When sharing details of a big event, such as an automobile accident, with your network, you might be tempted to do so, but a seemingly innocent post or photograph could have a devastating effect on your case and on your ability to receive compensation for injury. You were involved in a trucking accident and got leg and back injuries. You have decided to file a personal injury claim against the trucking company of the semi-truck that collided with you on the highway. Because of your injuries, you are unable to return to work as quickly or as well as before.
You decide to see what you can accomplish after the accident and post a status update to your friends and family while at the gym. Later that evening, your companions invite you out for drinks downtown, and you decide to go. You post numerous photos and videos of the event on Instagram. Even if your injury is legitimate and you are unable to work, posting and photographs that show the opposite may be damaging to your injury claim. Insurance adjusters may utilize any evidence that appears to reduce your injury that appears in settlement negotiations. This may result in either a reduced settlement or no settlement at all.
According to them, “How injured can you possibly be when you are at the gym and out at the bars with your friends having a good time?” While they seek to minimize your injuries and shift blame onto you, they will scour your social media accounts to find evidence that contradicts your claim. Therefore, when in doubt, don’t post on social media. It is inadvisable to share your personal injury story until it has been completely and fully settled.
How many people can see your social media posts and pictures? Every social media platform offers users the opportunity to control who sees their profile, posts and photos. These settings are often difficult to access and change frequently.
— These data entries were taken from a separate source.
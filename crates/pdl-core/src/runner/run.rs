//! The runner: submit jobs and keep up to K of them in flight.

use std::collections::VecDeque;
use std::sync::atomic::{AtomicBool, Ordering};
use std::sync::Arc;

use tokio::task::{JoinHandle, JoinSet};

use crate::config::DEFAULT_MAX_CONCURRENT_JOBS;

use super::control::RunControl;
use super::delegate::{JobOutcome, RunDelegate};
use super::dispatch::Dispatcher;
use super::error::{RunnerError, TransferError, UnrecognizedJobKind};
use super::job::{Job, MediaKind, SubtaskContext};

/// Outcome of one run, returned by [`RunHandle::wait`].
#[derive(Debug, Clone, Copy, PartialEq, Eq)]
pub struct RunSummary {
    /// Jobs submitted.
    pub total: usize,
    /// Jobs that finished (successfully or not).
    pub completed: usize,
    /// Completed jobs with at least one failed sub-task.
    pub failed: usize,
    /// Completed jobs that cancellation stopped before all sub-tasks finished.
    pub interrupted: usize,
    /// Jobs dropped from the queue by `cancel_all` before they started.
    pub dropped: usize,
    /// `cancel_all` was requested during the run.
    pub cancelled: bool,
}

/// Bounded concurrent job runner.
///
/// At most `concurrency` jobs execute at once; pending jobs start in
/// submission order. Only one run may be in flight at a time.
pub struct JobRunner {
    concurrency: usize,
    delegate: Arc<dyn RunDelegate>,
    control: RunControl,
    in_flight: Arc<AtomicBool>,
}

/// Clears the in-flight flag when the driver task ends, however it ends.
struct InFlightGuard(Arc<AtomicBool>);

impl Drop for InFlightGuard {
    fn drop(&mut self) {
        self.0.store(false, Ordering::Release);
    }
}

/// Handle to a submitted run.
pub struct RunHandle {
    task: JoinHandle<RunSummary>,
}

impl RunHandle {
    /// Wait until every started job has finished (or the run was cancelled and drained).
    pub async fn wait(self) -> Result<RunSummary, RunnerError> {
        Ok(self.task.await?)
    }
}

impl JobRunner {
    /// Runner with an explicit concurrency limit (`K >= 1`).
    pub fn new(concurrency: usize, delegate: Arc<dyn RunDelegate>) -> Result<Self, RunnerError> {
        if concurrency == 0 {
            return Err(RunnerError::InvalidConcurrency);
        }
        Ok(Self {
            concurrency,
            delegate,
            control: RunControl::new(),
            in_flight: Arc::new(AtomicBool::new(false)),
        })
    }

    /// Runner with the default limit of four concurrent jobs.
    pub fn with_default_concurrency(delegate: Arc<dyn RunDelegate>) -> Self {
        Self {
            concurrency: DEFAULT_MAX_CONCURRENT_JOBS,
            delegate,
            control: RunControl::new(),
            in_flight: Arc::new(AtomicBool::new(false)),
        }
    }

    pub fn concurrency(&self) -> usize {
        self.concurrency
    }

    /// Handle to suspend/resume/cancel from elsewhere (control socket, signal handler).
    pub fn control(&self) -> RunControl {
        self.control.clone()
    }

    pub fn suspend(&self) {
        self.control.suspend();
    }

    pub fn resume(&self) {
        self.control.resume();
    }

    pub fn cancel_all(&self) {
        self.control.cancel_all();
    }

    pub fn is_suspended(&self) -> bool {
        self.control.is_suspended()
    }

    /// True while a submitted run has not yet drained.
    pub fn is_running(&self) -> bool {
        self.in_flight.load(Ordering::Acquire)
    }

    /// Start a run over `jobs`. Must be called from within a tokio runtime.
    ///
    /// Resets the run counters and the suspend/cancel flags. Returns
    /// `RunInFlight` if the previous run has not drained yet.
    pub fn submit(&self, jobs: Vec<Job>) -> Result<RunHandle, RunnerError> {
        if self
            .in_flight
            .compare_exchange(false, true, Ordering::AcqRel, Ordering::Acquire)
            .is_err()
        {
            return Err(RunnerError::RunInFlight);
        }
        let guard = InFlightGuard(Arc::clone(&self.in_flight));

        self.control.begin_run();
        let dispatcher = Arc::new(Dispatcher::new(Arc::clone(&self.delegate), jobs.len()));
        let queue: VecDeque<Arc<Job>> = jobs.into_iter().map(Arc::new).collect();
        tracing::info!(
            jobs = queue.len(),
            concurrency = self.concurrency,
            "run submitted"
        );

        let control = self.control.clone();
        let concurrency = self.concurrency;
        let task = tokio::spawn(async move {
            let _guard = guard;
            drive(queue, concurrency, dispatcher, control).await
        });
        Ok(RunHandle { task })
    }
}

/// Refill loop: keep up to `concurrency` jobs running until the queue is empty.
async fn drive(
    mut queue: VecDeque<Arc<Job>>,
    concurrency: usize,
    dispatcher: Arc<Dispatcher>,
    control: RunControl,
) -> RunSummary {
    let total = queue.len();
    let mut dropped = 0usize;
    let mut join_set = JoinSet::new();
    let mut flags = control.subscribe();

    if total == 0 {
        dispatcher.finish_empty();
    }

    loop {
        let state = *flags.borrow_and_update();

        if state.cancelled && !queue.is_empty() {
            dropped += queue.len();
            tracing::info!(dropped = queue.len(), "run cancelled; dropping pending jobs");
            queue.clear();
        }

        if !state.suspended {
            while join_set.len() < concurrency {
                let Some(job) = queue.pop_front() else {
                    break;
                };
                join_set.spawn(run_job(job, Arc::clone(&dispatcher), control.clone()));
            }
        }

        if join_set.is_empty() && queue.is_empty() {
            break;
        }

        tokio::select! {
            Some(res) = join_set.join_next(), if !join_set.is_empty() => {
                if let Err(e) = res {
                    tracing::error!("job task join: {}", e);
                }
            }
            changed = flags.changed() => {
                if changed.is_err() && join_set.is_empty() {
                    // Control handle gone while suspended with nothing running: nothing can resume us.
                    dropped += queue.len();
                    queue.clear();
                }
            }
        }
    }

    let (completed, failed, interrupted) = dispatcher.counts();
    RunSummary {
        total,
        completed,
        failed,
        interrupted,
        dropped,
        cancelled: control.is_cancelled(),
    }
}

/// Run one job's sub-tasks in order, then count it complete exactly once.
///
/// A sub-task that returns `Cancelled` after `cancel_all`, or sub-tasks skipped
/// because of it, make the job `Interrupted` rather than `Failed`. A real
/// failure earlier in the job still wins.
async fn run_job(job: Arc<Job>, dispatcher: Arc<Dispatcher>, control: RunControl) {
    let mut failed = false;
    let mut interrupted = false;

    if job.kind() == MediaKind::Unknown {
        let err = UnrecognizedJobKind {
            asset_id: job.asset_id().to_string(),
        };
        tracing::warn!("{}; skipping", err);
    } else {
        tracing::debug!(
            asset = job.asset_id(),
            subtasks = job.subtasks().len(),
            "job started"
        );
        for (index, subtask) in job.subtasks().iter().enumerate() {
            if control.is_cancelled() {
                tracing::debug!(asset = job.asset_id(), "cancelled before {}", subtask.version());
                interrupted = true;
                break;
            }
            let ctx = SubtaskContext::new(
                Arc::clone(&job),
                index,
                Arc::clone(&dispatcher),
                control.clone(),
            );
            let op = subtask.op();
            // Own task per sub-task so a panicking operation fails only that sub-task.
            let outcome = match tokio::spawn(async move { op.run(ctx).await }).await {
                Ok(outcome) => outcome,
                Err(e) => Err(TransferError::Failed(format!("sub-task aborted: {}", e))),
            };
            match outcome {
                Ok(()) => {}
                Err(TransferError::Cancelled) if control.is_cancelled() => {
                    tracing::debug!(asset = job.asset_id(), "{} stopped by cancel", subtask.version());
                    interrupted = true;
                    break;
                }
                Err(err) => {
                    failed = true;
                    dispatcher.job_failed(&job, &err);
                }
            }
        }
    }

    let outcome = if failed {
        JobOutcome::Failed
    } else if interrupted {
        JobOutcome::Interrupted
    } else {
        JobOutcome::Succeeded
    };
    dispatcher.job_completed(&job, outcome);
}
Many users are unaware that these settings even exist in the first place. Beyond protecting your personal injury claim, restricting your privacy settings can prevent people from snooping around in your dealings in the first place.
When configuring your privacy settings, make sure to block people outside of your close connections from accessing your content, and don’t permit your connections to share your content to their friends or family. After a personal injury claim is filed, avoid “friending” or adding additional connections, as these may be representatives from the insurance company or opposing counsel.
Your personal injury attorney should be able to describe the extent of your injury, the negative impact it has had on your daily routine, and how the defendant’s actions caused it. With regard to your personal injury lawsuit, your job is to accurately and consistently communicate the extent and the cause of your injury. Make sure that the description you provide to your family and friends on social media is consistent with the story your legal team is trying to convey. Expert witnesses, who your legal team has specifically hired to describe the extent and the cause of your injury, should not be undermined.
If your injury lawyer has stated that you suffered physical and psychological damage from a car crash and then a photograph of you enjoying yourself with a drink at a friend’s wedding a week after the accident is posted on social media, your legal assertion may be severely undermined.
When it comes to personal injury litigation, adhere to the following guidelines:
- Do not post about your accident or injury on social media;
- Keep your social media presence to a minimum until your case is resolved;
- If you must post, look at the content of your message before sending;
- Remember to change your privacy settings to ensure that nobody outside of your connections can see your messages and photographs;
- Do not “friend” or add new contacts unless you know them;
- Don’t post angry comments about the defendant;
- If your lawyer develops a strong case for your case, posting on social media may not be beneficial;
- Your lawyer’s goal is to achieve the greatest possible monetary compensation for your injury. Social media posting is rarely beneficial;
- Follow the above suggestions to prevent your legal counsel from wasting time on social media.